(Saved entries)
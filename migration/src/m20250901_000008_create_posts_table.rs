use sea_orm_migration::prelude::*;

use crate::m20250901_000001_create_users_table::Users;

#[derive(DeriveMigrationName)]
pub struct Migration;

#[async_trait::async_trait]
impl MigrationTrait for Migration {
    async fn up(&self, manager: &SchemaManager) -> Result<(), DbErr> {
        manager
            .create_table(
                Table::create()
                    .table(Posts::Table)
                    .if_not_exists()
                    .col(
                        ColumnDef::new(Posts::Id)
                            .uuid()
                            .not_null()
                            .primary_key()
                            .default(Expr::cust("gen_random_uuid()")),
                    )
                    .col(ColumnDef::new(Posts::UserId).uuid().not_null())
                    .col(ColumnDef::new(Posts::Title).string_len(200).not_null())
                    .col(ColumnDef::new(Posts::Excerpt).text())
                    .col(ColumnDef::new(Posts::Content).text().not_null())
                    .col(ColumnDef::new(Posts::ImageUrl).text())
                    .col(ColumnDef::new(Posts::Category).string_len(50))
                    .col(ColumnDef::new(Posts::Tags).json_binary().not_null())
                    .col(
                        ColumnDef::new(Posts::Featured)
                            .boolean()
                            .not_null()
                            .default(false),
                    )
                    .col(
                        ColumnDef::new(Posts::Published)
                            .boolean()
                            .not_null()
                            .default(false),
                    )
                    .col(ColumnDef::new(Posts::ReadTime).string_len(20))
                    .col(
                        ColumnDef::new(Posts::OrderIndex)
                            .integer()
                            .not_null()
                            .default(0),
                    )
                    .col(
                        ColumnDef::new(Posts::CreatedAt)
                            .timestamp_with_time_zone()
                            .not_null()
                            .default(Expr::current_timestamp()),
                    )
                    .col(
                        ColumnDef::new(Posts::UpdatedAt)
                            .timestamp_with_time_zone()
                            .not_null()
                            .default(Expr::current_timestamp()),
                    )
                    .foreign_key(
                        ForeignKey::create()
                            .name("fk_posts_user_id")
                            .from(Posts::Table, Posts::UserId)
                            .to(Users::Table, Users::Id)
                            .on_delete(ForeignKeyAction::Cascade)
                            .on_update(ForeignKeyAction::Cascade),
                    )
                    .to_owned(),
            )
            .await?;

        manager
            .get_connection()
            .execute_unprepared(
                r#"
                CREATE INDEX IF NOT EXISTS idx_posts_user_id
                ON posts (user_id, order_index DESC);
                "#,
            )
            .await?;

        // The public listing only ever sees published rows.
        manager
            .get_connection()
            .execute_unprepared(
                r#"
                CREATE INDEX IF NOT EXISTS idx_posts_published
                ON posts (order_index DESC)
                WHERE published = true;
                "#,
            )
            .await?;

        manager
            .get_connection()
            .execute_unprepared(
                r#"
                CREATE TRIGGER update_posts_updated_at
                BEFORE UPDATE ON posts
                FOR EACH ROW
                EXECUTE FUNCTION update_updated_at_column();
                "#,
            )
            .await?;

        Ok(())
    }

    async fn down(&self, manager: &SchemaManager) -> Result<(), DbErr> {
        manager
            .get_connection()
            .execute_unprepared("DROP TRIGGER IF EXISTS update_posts_updated_at ON posts;")
            .await?;

        manager
            .drop_table(Table::drop().table(Posts::Table).to_owned())
            .await
    }
}

#[derive(Iden)]
enum Posts {
    Table,
    Id,
    UserId,
    Title,
    Excerpt,
    Content,
    ImageUrl,
    Category,
    Tags,
    Featured,
    Published,
    ReadTime,
    OrderIndex,
    CreatedAt,
    UpdatedAt,
}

The problem: Check every line of the entries above, and copy those that carry the string "Users".

Output:
use crate::m20250901_000001_create_users_table::Users;
                            .to(Users::Table, Users::Id)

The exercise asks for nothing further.